Exercise data:
=== Begin Enclosure ===

use morse_lattice::geometry::Rect;
use morse_lattice::grid::CubicalGrid;
use morse_lattice::morse_error::MorseError;
use proptest::prelude::*;
use std::collections::BTreeSet;

fn grid_2d(nx: usize, ny: usize) -> CubicalGrid {
    CubicalGrid::new(vec![-1.0, 0.0], vec![1.0, 3.0], vec![nx, ny]).unwrap()
}

#[test]
fn unit_line_cover_straddles_two_cells() {
    let g = CubicalGrid::new(vec![0.0], vec![1.0], vec![4]).unwrap();
    let cover = g.grid_cover(&Rect::new(vec![0.2, 0.3]).unwrap(), false);
    assert_eq!(cover, BTreeSet::from([0, 1]));
}

#[test]
fn lower_edge_on_a_grid_line_picks_left_neighbour() {
    let g = CubicalGrid::new(vec![0.0, 0.0], vec![4.0, 4.0], vec![4, 4]).unwrap();
    // x in [1, 1.5] starts exactly on the line x = 1
    let r = Rect::from_bounds(&[1.0, 2.2], &[1.5, 2.8]).unwrap();
    let expected: BTreeSet<usize> = [g.index(&[0, 2]), g.index(&[1, 2])].into();
    assert_eq!(g.grid_cover(&r, false), expected);
}

#[test]
fn cover_of_whole_domain_is_every_cell() {
    let g = grid_2d(3, 5);
    let r = Rect::from_bounds(g.lower_bounds(), g.upper_bounds()).unwrap();
    assert_eq!(g.grid_cover(&r, false).len(), g.size());
}

#[test]
fn checked_access() {
    let g = grid_2d(3, 5);
    assert_eq!(
        g.try_coordinates(15),
        Err(MorseError::CellOutOfRange {
            index: 15,
            num_cells: 15
        })
    );
    assert_eq!(
        g.try_index(&[1, 5]),
        Err(MorseError::CoordinateOutOfRange {
            axis: 1,
            coord: 5,
            size: 5
        })
    );
    assert_eq!(g.try_index(&[2, 4]).unwrap(), 14);
}

proptest! {
    #[test]
    fn index_bijection(nx in 1usize..7, ny in 1usize..7, nz in 1usize..5) {
        let g = CubicalGrid::new(vec![0.0; 3], vec![1.0; 3], vec![nx, ny, nz]).unwrap();
        for i in 0..g.size() {
            let c = g.coordinates(i);
            prop_assert_eq!(g.index(&c), i);
            prop_assert!(c.iter().zip(g.grid_size()).all(|(c, n)| c < n));
        }
    }

    #[test]
    fn interior_box_covers_its_cell(nx in 1usize..9, ny in 1usize..9, seed in 0usize..1000) {
        let g = grid_2d(nx, ny);
        let cell = seed % g.size();
        let lo = g.min_vertex(cell);
        let h = g.cube_sizes();
        let r = Rect::from_bounds(
            &[lo[0] + 0.3 * h[0], lo[1] + 0.3 * h[1]],
            &[lo[0] + 0.6 * h[0], lo[1] + 0.6 * h[1]],
        ).unwrap();
        prop_assert_eq!(g.grid_cover(&r, false), BTreeSet::from([cell]));
    }

    #[test]
    fn padding_is_monotone(
        a in -1.5f64..1.5, wa in 0.0f64..1.0,
        b in -0.5f64..3.5, wb in 0.0f64..1.0,
    ) {
        let g = grid_2d(10, 10);
        let r = Rect::from_bounds(&[a, b], &[a + wa, b + wb]).unwrap();
        let plain = g.grid_cover(&r, false);
        let padded = g.grid_cover(&r, true);
        prop_assert!(plain.is_subset(&padded));
    }

    #[test]
    fn outside_box_covers_nothing(offset in 0.01f64..5.0, width in 0.0f64..2.0, pad in any::<bool>()) {
        let g = grid_2d(4, 4);
        let right = Rect::from_bounds(&[1.0 + offset, 1.0], &[1.0 + offset + width, 2.0]).unwrap();
        let below = Rect::from_bounds(&[0.0, -offset - width], &[0.5, -offset]).unwrap();
        prop_assert!(g.grid_cover(&right, pad).is_empty());
        prop_assert!(g.grid_cover(&below, pad).is_empty());
    }
}
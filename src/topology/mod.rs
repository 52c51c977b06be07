//! Graph types: the cell transition digraph and the labeled DAG used for
//! Morse graphs and lattices.

pub mod dag;
pub mod digraph;

pub use dag::DirectedAcyclicGraph;
pub use digraph::CellDigraph;
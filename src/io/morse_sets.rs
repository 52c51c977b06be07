//! Morse-set CSV files.
//!
//! # Format
//! One row per cell of a Morse set, no header:
//! `min_0,..,min_{D-1},max_0,..,max_{D-1},node`, all fields numeric. The
//! number of Morse sets stored in a file is `max(node) + 1`.

use crate::algs::morse_graph::MorseGraphData;
use crate::grid::CubicalGrid;
use crate::morse_error::MorseError;
use std::io::{Read, Write};

/// Write every cell of every Morse set as a CSV row. Returns the number of rows.
///
/// Sets are written in decomposition order, each row tagged with its
/// Morse-graph vertex.
pub fn save_morse_sets<W: Write>(
    mut writer: W,
    data: &MorseGraphData,
    grid: &CubicalGrid,
) -> Result<usize, MorseError> {
    let mut rows = 0;
    for &vertex in &data.vertex_mapping {
        let cells = data
            .morse_sets
            .get(vertex)
            .ok_or(MorseError::MissingVertex(vertex))?;
        for &cell in cells {
            if cell >= grid.size() {
                return Err(MorseError::CellOutOfRange {
                    index: cell,
                    num_cells: grid.size(),
                });
            }
            let fields: Vec<String> = grid
                .min_vertex(cell)
                .into_iter()
                .chain(grid.max_vertex(cell))
                .map(|x| x.to_string())
                .collect();
            writeln!(writer, "{},{vertex}", fields.join(","))?;
            rows += 1;
        }
    }
    writer.flush()?;
    Ok(rows)
}

fn parse_field(raw: &str, line_no: usize) -> Result<f64, MorseError> {
    raw.trim()
        .parse::<f64>()
        .map_err(|_| MorseError::MorseSetParse(format!("line {line_no}: invalid number `{}`", raw.trim())))
}

/// Read rows written by [`save_morse_sets`]. Blank lines are skipped.
///
/// # Errors
/// [`MorseError::MorseSetParse`] for non-numeric fields, rows whose length is
/// not `2D + 1`, or rows of different lengths.
pub fn load_morse_sets<R: Read>(mut reader: R) -> Result<Vec<Vec<f64>>, MorseError> {
    let mut contents = String::new();
    reader.read_to_string(&mut contents)?;
    let mut rows: Vec<Vec<f64>> = Vec::new();
    for (i, line) in contents.lines().enumerate() {
        if line.trim().is_empty() {
            continue;
        }
        let line_no = i + 1;
        let row = line
            .split(',')
            .map(|f| parse_field(f, line_no))
            .collect::<Result<Vec<_>, _>>()?;
        if row.len() < 3 || row.len() % 2 == 0 {
            return Err(MorseError::MorseSetParse(format!(
                "line {line_no}: expected 2D + 1 fields, found {}",
                row.len()
            )));
        }
        if let Some(first) = rows.first() {
            if first.len() != row.len() {
                return Err(MorseError::MorseSetParse(format!(
                    "line {line_no}: expected {} fields, found {}",
                    first.len(),
                    row.len()
                )));
            }
        }
        rows.push(row);
    }
    Ok(rows)
}

/// `max(node) + 1` over the rows, `0` for no rows.
pub fn num_morse_sets(rows: &[Vec<f64>]) -> usize {
    rows.iter()
        .filter_map(|row| row.last())
        .map(|&node| node as usize + 1)
        .max()
        .unwrap_or(0)
}

#[cfg(test)]
mod tests {
    use super::*;
    use crate::topology::dag::DirectedAcyclicGraph;
    use crate::topology::digraph::CellDigraph;

    fn data() -> (MorseGraphData, CubicalGrid) {
        let grid = CubicalGrid::new(vec![0.0, 0.0], vec![1.0, 2.0], vec![2, 2]).unwrap();
        let data = MorseGraphData {
            morse_graph: DirectedAcyclicGraph::from_edges([(1, 0)]),
            vertex_mapping: vec![1, 0],
            morse_sets: vec![vec![3], vec![0, 1]],
            digraph: CellDigraph::new(4),
        };
        (data, grid)
    }

    #[test]
    fn save_then_load() {
        let (data, grid) = data();
        let mut buf = Vec::new();
        assert_eq!(save_morse_sets(&mut buf, &data, &grid).unwrap(), 3);
        let text = String::from_utf8(buf.clone()).unwrap();
        assert_eq!(text, "0,0,0.5,1,1\n0.5,0,1,1,1\n0.5,1,1,2,0\n");
        let rows = load_morse_sets(buf.as_slice()).unwrap();
        assert_eq!(rows[2], vec![0.5, 1.0, 1.0, 2.0, 0.0]);
        assert_eq!(num_morse_sets(&rows), 2);
    }

    #[test]
    fn malformed_rows() {
        assert!(matches!(
            load_morse_sets("0,1,x\n".as_bytes()),
            Err(MorseError::MorseSetParse(_))
        ));
        assert!(matches!(
            load_morse_sets("0,1\n".as_bytes()),
            Err(MorseError::MorseSetParse(_))
        ));
        assert!(matches!(
            load_morse_sets("0,1,0\n0,0,1,1,0\n".as_bytes()),
            Err(MorseError::MorseSetParse(_))
        ));
        assert_eq!(load_morse_sets(" 0, 1, 3\n\n".as_bytes()).unwrap(), vec![vec![0.0, 1.0, 3.0]]);
        assert_eq!(num_morse_sets(&[]), 0);
    }
}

=== End Enclosure ===

Scan the material above for the word "plain", and copy each line where it appears.

        let plain = g.grid_cover(&r, false);
        prop_assert!(plain.is_subset(&padded));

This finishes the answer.